内装は知り合いの工務店に頼んだ。 参考資料の写真を見せて色の指定をした。床を板張りにし、壁と天井は白いペンキで吹き付けにした。バカみたいだが、カフェっぽい、と素直に思ったことを覚えている。 棚は丸善のを選んだ。以前働いていた本屋の棚が丸善のだったということもあったが、それ以外知らなかった。棚の色はどこの本屋も使っていない色を探した。結果、薄緑色になった。真ん中に並ぶ三台の棚には特注でキャスターをつけてもらった(このキャスターが高かったなぁ…)。イベント用のスペースを作るために可動式にしたかった。 オープンしてから、なんだか図書館みたいですね、とよく言われる。  
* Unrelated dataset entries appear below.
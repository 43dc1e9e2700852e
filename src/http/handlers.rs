//! HTTP handlers for the REST API.
//!
//! Each handler corresponds to an API endpoint and delegates to the
//! service layer for the query logic.

use axum::{
    extract::{Query, State},
    Json,
};

use super::dto::{
    HealthResponse, LookupQuery, LookupResponse, OptionsResponse, TrendQuery, TrendResponse,
};
use super::error::AppError;
use super::state::AppState;
use crate::services;
use crate::services::vocabulary::{YEAR_MAX, YEAR_MIN};

/// Result type for handlers.
pub type HandlerResult<T> = Result<Json<T>, AppError>;

/// GET /health
///
/// Health check endpoint reporting the loaded dataset sizes.
pub async fn health_check(State(state): State<AppState>) -> HandlerResult<HealthResponse> {
    Ok(Json(HealthResponse {
        status: "ok".to_string(),
        version: "v1".to_string(),
        historical_rows: state.report.historical_rows,
        prediction_rows: state.report.prediction_rows,
    }))
}

/// GET /v1/options
///
/// Selection vocabularies for the frontend's crop/state/year select boxes.
pub async fn get_options(State(state): State<AppState>) -> HandlerResult<OptionsResponse> {
    Ok(Json(OptionsResponse {
        crops: services::crop_options(state.dataset.as_ref()),
        states: services::state_options(state.dataset.as_ref()),
        years: services::year_options(),
    }))
}

/// GET /v1/lookup?crop=..&state=..&year=..
///
/// Averaged metrics for one (crop, state, year) selection. A selection that
/// matches no rows returns 200 with a `not_found` status, never an error.
pub async fn get_lookup(
    State(state): State<AppState>,
    Query(query): Query<LookupQuery>,
) -> HandlerResult<LookupResponse> {
    if !(YEAR_MIN..=YEAR_MAX).contains(&query.year) {
        return Err(AppError::BadRequest(format!(
            "year must be between {} and {}",
            YEAR_MIN, YEAR_MAX
        )));
    }

    let result = services::lookup(state.dataset.as_ref(), &query.crop, &query.state, query.year);
    Ok(Json(LookupResponse::from(result)))
}

/// GET /v1/trends?crop=..&state=..&source=historical|prediction
///
/// Year-ordered average-yield series for a (crop, state) pair. An empty
/// series is a valid response.
pub async fn get_trends(
    State(state): State<AppState>,
    Query(query): Query<TrendQuery>,
) -> HandlerResult<TrendResponse> {
    let points =
        services::yield_trend(state.dataset.as_ref(), &query.crop, &query.state, query.source);
    Ok(Json(TrendResponse {
        crop: query.crop,
        state: query.state,
        source: query.source,
        points,
    }))
}
//! Application configuration: dataset locations and server binding.
//!
//! Configuration comes from an optional `cyi.toml` file with environment
//! variable overrides on top, so a bare checkout with the default file
//! layout starts without any configuration at all.

use serde::{Deserialize, Serialize};
use std::env;
use std::fs;
use std::path::{Path, PathBuf};
use thiserror::Error;

/// Configuration load/parse failure.
#[derive(Debug, Error)]
pub enum ConfigError {
    #[error("failed to read config file: {0}")]
    Read(#[from] std::io::Error),
    #[error("failed to parse config file: {0}")]
    Parse(#[from] toml::de::Error),
}

/// Top-level application configuration.
#[derive(Debug, Clone, Serialize, Deserialize)]
pub struct AppConfig {
    #[serde(default)]
    pub datasets: DatasetSettings,
    #[serde(default)]
    pub server: ServerSettings,
}

/// Locations of the two raw CSV inputs.
#[derive(Debug, Clone, Serialize, Deserialize)]
pub struct DatasetSettings {
    #[serde(default = "default_historical_csv")]
    pub historical_csv: PathBuf,
    #[serde(default = "default_predictions_csv")]
    pub predictions_csv: PathBuf,
}

/// HTTP server bind settings.
#[derive(Debug, Clone, Serialize, Deserialize)]
pub struct ServerSettings {
    #[serde(default = "default_host")]
    pub host: String,
    #[serde(default = "default_port")]
    pub port: u16,
}

fn default_historical_csv() -> PathBuf {
    PathBuf::from("data/combined_crop_weather_dataset.csv")
}

fn default_predictions_csv() -> PathBuf {
    PathBuf::from("data/future_yield_predictions.csv")
}

fn default_host() -> String {
    "0.0.0.0".to_string()
}

fn default_port() -> u16 {
    8080
}

impl Default for DatasetSettings {
    fn default() -> Self {
        Self {
            historical_csv: default_historical_csv(),
            predictions_csv: default_predictions_csv(),
        }
    }
}

impl Default for ServerSettings {
    fn default() -> Self {
        Self {
            host: default_host(),
            port: default_port(),
        }
    }
}

impl Default for AppConfig {
    fn default() -> Self {
        Self {
            datasets: DatasetSettings::default(),
            server: ServerSettings::default(),
        }
    }
}

impl AppConfig {
    /// Load configuration from a TOML file.
    pub fn from_file<P: AsRef<Path>>(path: P) -> Result<Self, ConfigError> {
        let content = fs::read_to_string(path.as_ref())?;
        Ok(toml::from_str(&content)?)
    }

    /// Load configuration from the first `cyi.toml` found in the standard
    /// locations, falling back to defaults, then apply environment overrides.
    ///
    /// # Environment Variables
    /// - `CYI_CONFIG`: explicit config file path
    /// - `CYI_HISTORICAL_CSV` / `CYI_PREDICTIONS_CSV`: dataset paths
    /// - `HOST` / `PORT`: server binding
    pub fn load() -> Result<Self, ConfigError> {
        let mut config = if let Ok(path) = env::var("CYI_CONFIG") {
            Self::from_file(path)?
        } else {
            Self::from_default_location().unwrap_or_default()
        };
        config.apply_env_overrides();
        Ok(config)
    }

    fn from_default_location() -> Option<Self> {
        let search_paths = [
            PathBuf::from("cyi.toml"),
            PathBuf::from("config/cyi.toml"),
            PathBuf::from("../cyi.toml"),
        ];

        search_paths
            .iter()
            .find(|path| path.exists())
            .and_then(|path| Self::from_file(path).ok())
    }

    fn apply_env_overrides(&mut self) {
        if let Ok(path) = env::var("CYI_HISTORICAL_CSV") {
            self.datasets.historical_csv = PathBuf::from(path);
        }
        if let Ok(path) = env::var("CYI_PREDICTIONS_CSV") {
            self.datasets.predictions_csv = PathBuf::from(path);
        }
        if let Ok(host) = env::var("HOST") {
            self.server.host = host;
        }
        if let Some(port) = env::var("PORT").ok().and_then(|p| p.parse().ok()) {
            self.server.port = port;
        }
    }
}
//! Selection vocabularies for the presentation layer.
//!
//! The UI's select boxes are populated from the canonical historical table:
//! the user always picks from the historical vocabulary, and the prediction
//! path translates through the alias map.

use std::collections::BTreeSet;

use crate::models::YieldDataset;

/// First selectable year.
pub const YEAR_MIN: i32 = 2000;
/// Last selectable year.
pub const YEAR_MAX: i32 = 2025;

fn sorted_unique<'a>(names: impl Iterator<Item = &'a str>) -> Vec<String> {
    names
        .filter(|name| !name.is_empty())
        .map(str::to_string)
        .collect::<BTreeSet<_>>()
        .into_iter()
        .collect()
}

/// Sorted unique crop names from the canonical historical table.
pub fn crop_options(dataset: &YieldDataset) -> Vec<String> {
    sorted_unique(dataset.historical.iter().map(|r| r.crop.as_str()))
}

/// Sorted unique state names from the canonical historical table.
pub fn state_options(dataset: &YieldDataset) -> Vec<String> {
    sorted_unique(dataset.historical.iter().map(|r| r.state_name.as_str()))
}

/// The selectable year range.
pub fn year_options() -> Vec<i32> {
    (YEAR_MIN..=YEAR_MAX).collect()
}
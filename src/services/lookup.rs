//! Point lookup: averaged metrics for one (crop, state, year) selection.

use serde::{Deserialize, Serialize};

use crate::models::crops::prediction_crop_name;
use crate::models::records::DataSource;
use crate::models::YieldDataset;

/// Last year served from the historical table; later years go to predictions.
pub const HISTORICAL_YEAR_MAX: i32 = 2022;

/// Outcome tag for a point lookup.
#[derive(Debug, Clone, Copy, PartialEq, Eq, Serialize, Deserialize)]
#[serde(rename_all = "snake_case")]
pub enum LookupStatus {
    HistoricalFound,
    PredictionFound,
    NotFound,
}

/// One display metric: a label and its rounded value.
#[derive(Debug, Clone, PartialEq, Serialize, Deserialize)]
pub struct LabeledMetric {
    pub label: &'static str,
    pub value: f64,
}

/// Result of a point lookup.
///
/// `source` records which table was queried, so a `NotFound` can still tell
/// the user whether historical or predicted data was missing. `metrics` is
/// empty exactly when `status` is `NotFound`.
#[derive(Debug, Clone, PartialEq, Serialize)]
pub struct LookupResult {
    pub status: LookupStatus,
    pub source: DataSource,
    pub metrics: Vec<LabeledMetric>,
}

impl LookupResult {
    fn not_found(source: DataSource) -> Self {
        Self {
            status: LookupStatus::NotFound,
            source,
            metrics: Vec::new(),
        }
    }
}

/// Arithmetic mean over the present values; NaN when none are present.
fn mean(values: impl Iterator<Item = Option<f64>>) -> f64 {
    let mut sum = 0.0;
    let mut count = 0usize;
    for value in values.flatten() {
        sum += value;
        count += 1;
    }
    if count == 0 {
        f64::NAN
    } else {
        sum / count as f64
    }
}

fn round_to(value: f64, places: i32) -> f64 {
    let factor = 10f64.powi(places);
    (value * factor).round() / factor
}

/// Look up averaged metrics for an exact (crop, state, year) selection.
///
/// Years up to and including [`HISTORICAL_YEAR_MAX`] query the historical
/// table on the crop name as selected; later years query the prediction
/// table with the crop resolved through the alias map. Multiple matching
/// rows are repeated observations for the same key and are collapsed by
/// averaging. Zero matches is an ordinary `NotFound` outcome, not an error.
pub fn lookup(dataset: &YieldDataset, crop: &str, state: &str, year: i32) -> LookupResult {
    if year <= HISTORICAL_YEAR_MAX {
        let rows: Vec<_> = dataset
            .historical
            .iter()
            .filter(|r| r.crop == crop && r.state_name == state && r.year == Some(year))
            .collect();

        if rows.is_empty() {
            return LookupResult::not_found(DataSource::Historical);
        }

        LookupResult {
            status: LookupStatus::HistoricalFound,
            source: DataSource::Historical,
            metrics: vec![
                LabeledMetric {
                    label: "Avg Rainfall (mm)",
                    value: round_to(mean(rows.iter().map(|r| r.state_rainfall_val)), 2),
                },
                LabeledMetric {
                    label: "Avg Max Temp (°C)",
                    value: round_to(mean(rows.iter().map(|r| r.state_temperature_max_val)), 2),
                },
                LabeledMetric {
                    label: "Avg Min Temp (°C)",
                    value: round_to(mean(rows.iter().map(|r| r.state_temperature_min_val)), 2),
                },
                LabeledMetric {
                    label: "Avg Yield (tonnes/ha)",
                    value: round_to(mean(rows.iter().map(|r| r.yield_val)), 2),
                },
            ],
        }
    } else {
        // The prediction dataset uses its own crop vocabulary; resolve the
        // selected name through the shared alias map before filtering.
        let mapped_crop = prediction_crop_name(crop);
        let rows: Vec<_> = dataset
            .predictions
            .iter()
            .filter(|r| r.crop == mapped_crop && r.state == state && r.year == year)
            .collect();

        if rows.is_empty() {
            return LookupResult::not_found(DataSource::Prediction);
        }

        LookupResult {
            status: LookupStatus::PredictionFound,
            source: DataSource::Prediction,
            metrics: vec![
                LabeledMetric {
                    // Rainfall is reported in meters, hence the extra decimal.
                    label: "Predicted Rainfall (m)",
                    value: round_to(mean(rows.iter().map(|r| r.total_rainfall)), 3),
                },
                LabeledMetric {
                    label: "Predicted Max Temp (°C)",
                    value: round_to(mean(rows.iter().map(|r| r.avg_max_temp)), 2),
                },
                LabeledMetric {
                    label: "Predicted Min Temp (°C)",
                    value: round_to(mean(rows.iter().map(|r| r.avg_min_temp)), 2),
                },
                LabeledMetric {
                    label: "Predicted Yield (tonnes/ha)",
                    value: round_to(mean(rows.iter().map(|r| r.predicted_yield)), 2),
                },
            ],
        }
    }
}
//! Eager schema validation for the raw tables.
//!
//! Required columns are checked immediately after parsing so a malformed
//! file fails at startup instead of on first access mid-query.

use polars::prelude::DataFrame;

use super::error::DataLoadError;

/// Table label used in error messages for the historical dataset.
pub const HISTORICAL_TABLE: &str = "historical";
/// Table label used in error messages for the prediction dataset.
pub const PREDICTION_TABLE: &str = "prediction";

/// Columns the historical table must carry after column-name normalization.
pub const HISTORICAL_REQUIRED_COLUMNS: [&str; 7] = [
    "crop",
    "state_name",
    "temperature_recorded_date",
    "state_rainfall_val",
    "state_temperature_max_val",
    "state_temperature_min_val",
    "yield",
];

/// Columns the prediction table must carry after column-name normalization.
pub const PREDICTION_REQUIRED_COLUMNS: [&str; 7] = [
    "crop",
    "state",
    "year",
    "total_rainfall",
    "avg_max_temp",
    "avg_min_temp",
    "predicted_yield",
];

/// Check that `df` carries every column in `required`.
pub fn require_columns(
    df: &DataFrame,
    table: &'static str,
    required: &[&str],
) -> Result<(), DataLoadError> {
    let present: Vec<&str> = df
        .get_column_names()
        .iter()
        .map(|name| name.as_str())
        .collect();

    let missing: Vec<String> = required
        .iter()
        .filter(|col| !present.contains(*col))
        .map(|col| col.to_string())
        .collect();

    if missing.is_empty() {
        Ok(())
    } else {
        Err(DataLoadError::MissingColumns {
            table,
            columns: missing,
        })
    }
}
さて、「箱」はできた。いよいよ本だ。 だけど、本がない。自分の蔵書を売るにしても1000冊ほどだった。ぜんぜん埋まらない。古書組合に入るつもりではいたけど、加入の認可に一ヶ月ほどかかると言われていた。(営業実績が必要だった。いまとはルールが違う。)組合に加入すると市場が利用でき、そこでまとまった量の本を買うことができる。そこを当てにしてはいたのだが、当座の本が必要だった。 

 次回へ。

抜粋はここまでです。